Thu. Mar 28th, 2024
Marissa Alexanger

 The Epstein case is so typical of our injustice system…
Inspection

by Ken Carman
 I almost chose a few more volatile words (starting with “p” and “s”) but it’s really not her fault. Baby Justice was born to a new nation already compromised: some residents were, at best, 3/5ths citizens, but citizens only to enable their master’s efforts to oppress them. Other residents were mostly destined to be outright exterminated. While some of us came in wanting to be good neighbors (a precious few), most of us came in as “this land is now OUR land” conquerors.

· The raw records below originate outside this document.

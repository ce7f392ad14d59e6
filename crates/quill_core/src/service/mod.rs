//! Core use-case services.
//!
//! # Responsibility
//! - Run entity operations on connections acquired per call.
//! - Keep callers decoupled from connection lifetime management.

pub mod publishing_service;
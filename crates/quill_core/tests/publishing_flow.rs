use quill_core::db::{open_db_in_memory, with_connection, ConnectionProvider, DbResult};
use quill_core::{
    Article, Author, Magazine, PublishingService, RepoError, SqliteFileProvider,
};
use rusqlite::Connection;
use std::cell::Cell;

#[test]
fn article_saved_for_author_and_magazine_is_reachable_from_both() {
    let conn = open_db_in_memory().unwrap();
    let author = Author::new(1, "Ada").unwrap();
    let magazine = Magazine::new(1, "Tech", "Science").unwrap();
    author.save(&conn).unwrap();
    magazine.save(&conn).unwrap();

    let mut article = Article::new("Hello World", "...", 1, 1).unwrap();
    article.save(&conn).unwrap();
    let id = article.id().unwrap();

    let in_magazine = Magazine::find(&conn, 1).unwrap().unwrap().articles(&conn).unwrap();
    assert!(in_magazine
        .iter()
        .any(|a| a.id() == Some(id) && a.loaded_title() == Some("Hello World")));

    let by_author = Author::reference(1).articles(&conn).unwrap();
    assert!(by_author.iter().any(|a| a.id() == Some(id)));

    assert_eq!(article.author(&conn).unwrap(), "Ada");
    assert_eq!(article.magazine(&conn).unwrap(), "Tech");
}

#[test]
fn service_runs_each_call_on_a_fresh_connection() {
    let dir = tempfile::tempdir().unwrap();
    let service = PublishingService::new(SqliteFileProvider::new(dir.path().join("quill.db")));

    service
        .register_author(&Author::new(1, "Ada").unwrap())
        .unwrap();
    service
        .register_magazine(&Magazine::new(1, "Tech", "Science").unwrap())
        .unwrap();
    for title in ["Part One Here", "Part Two Here", "Part Three Here"] {
        let mut article = Article::new(title, "body", 1, 1).unwrap();
        let id = service.publish(&mut article).unwrap();
        assert_eq!(article.id(), Some(id));
    }

    let magazine = service.recategorize(1, "Engineering").unwrap();
    assert_eq!(magazine.category(), "Engineering");

    let summary = service.magazine_summary(1).unwrap().unwrap();
    assert_eq!(summary.category, "Engineering");
    assert_eq!(summary.article_titles.len(), 3);
    assert_eq!(summary.heavy_contributors.len(), 1);

    let magazines = service.author_magazines(1).unwrap();
    assert_eq!(magazines.len(), 1);
    assert!(service.magazine_summary(2).unwrap().is_none());
}

#[test]
fn recategorize_missing_magazine_returns_not_found() {
    let dir = tempfile::tempdir().unwrap();
    let service = PublishingService::new(SqliteFileProvider::new(dir.path().join("quill.db")));

    let err = service.recategorize(5, "Anything").unwrap_err();
    assert!(err.is_not_found());
}

#[test]
fn with_connection_releases_on_error_paths() {
    let provider = CountingProvider::default();

    let result: Result<(), RepoError> = with_connection(&provider, |conn| {
        Article::reference(1, 1, 1).title(conn).map(|_| ())
    });
    assert!(result.unwrap_err().is_not_found());

    let value: Result<i64, RepoError> = with_connection(&provider, |conn| {
        Ok(conn.query_row("SELECT 41 + 1;", [], |row| row.get(0))?)
    });
    assert_eq!(value.unwrap(), 42);
    assert_eq!(provider.acquired.get(), 2);
}

#[derive(Default)]
struct CountingProvider {
    acquired: Cell<u32>,
}

impl ConnectionProvider for CountingProvider {
    fn acquire(&self) -> DbResult<Connection> {
        self.acquired.set(self.acquired.get() + 1);
        open_db_in_memory()
    }
}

 Take that, Woody Guthrie.
 From the very start Lady Justice was pimped out: forced to spend her time on the corner in black lace, red shorts, heavy lipstick and mile high makeup. She was there to service the rich, the Brits, and when they were gone, non-slaves, non-natives, slave owners, the new gentry. After that more just the rich, the influential. Oh, attempts were made to dress her like some willing Barbie doll: give her an image upgraded from black lace, shorts… but we’ve never had that much success with that. We still drag her by the hair out to the corner of 42nd and force her to sell herself for the benefit of the powers that be.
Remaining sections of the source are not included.